Steve Jobs died on October 4, and much is being said about him. There’s no doubt he was an interesting guy. Although I have never owned an Apple product, I don’t care to get into the hoary and endless Mac vs. PC debate, or offer a tedious analysis of what Apple once was compared to what it is now.

No, I’ll just drop a Steve Jobs quote and get on with it:

Bicycle brainI read a study that measured the efficiency of locomotion for various species on the planet. The condor used the least energy to move a kilometer. Humans came in with a rather unimpressive showing about a third of the way down the list … That didn’t look so good, but then someone at Scientific American had the insight to test the efficiency of locomotion for a man on a bicycle. And a man on a bicycle blew the condor away. That’s what a computer is to me: the computer is the most remarkable tool that we’ve ever come up with. It’s the equivalent of a bicycle for our minds.

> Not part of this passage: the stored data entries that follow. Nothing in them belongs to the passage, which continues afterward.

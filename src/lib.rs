//! Analog circuit sizing.
//!
//! A netlist with `{name}` placeholders becomes a [`CircuitTemplate`]. Binding
//! a parameter vector yields a [`CircuitInstance`] that runs analyses on an
//! external [`Simulator`], caches them, and extracts metrics (bandwidth, phase
//! margin, slew rate, ...). An [`Optimizer`] searches the parameter space with
//! a pluggable [`Strategy`] against a user loss, stopping as soon as the loss
//! falls below an optional threshold.

pub mod config;
pub mod core;
pub mod error;
pub mod metrics;
pub mod optimization;
pub mod simulation;

pub use crate::config::{AnalysisDefaults, SearchConfig, StrategyKind};
pub use crate::core::{Specification, SpecificationGroup, format_value};
pub use crate::error::{BindingError, CalculationError, Error, NodeNotFoundError, Result, SimulationError};
pub use crate::optimization::{
    Evaluation, MetricExt, Optimizer, SearchOutcome, SearchState, Strategy, Target, TargetMode,
    Termination,
};
pub use crate::simulation::{
    Analysis, AnalysisResult, Bindable, CircuitInstance, CircuitTemplate, NodeAliases, Simulator,
    TemplateGroup, Variation,
};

The image is from an online article about a carbon fiber–based bicycle that will be operated through brainwaves. It was not developed by Apple. But! But!

The biker will be able to shift the gears with the help of a neuron helmet. The special helmet is equipped with electrodes to detect brain activity to transmit signals to the gear shifter fixed under the seat. But initially the cyclist will have to train his ride to obey his mind. This guidance can be done through an iPhone application in which a cube remains in motion until the technology matches it with neurotransmission. [emphasis added]

Now will you bow down to your Cupertino overlords, WorldWideWeber? “Get on with it,” indeed.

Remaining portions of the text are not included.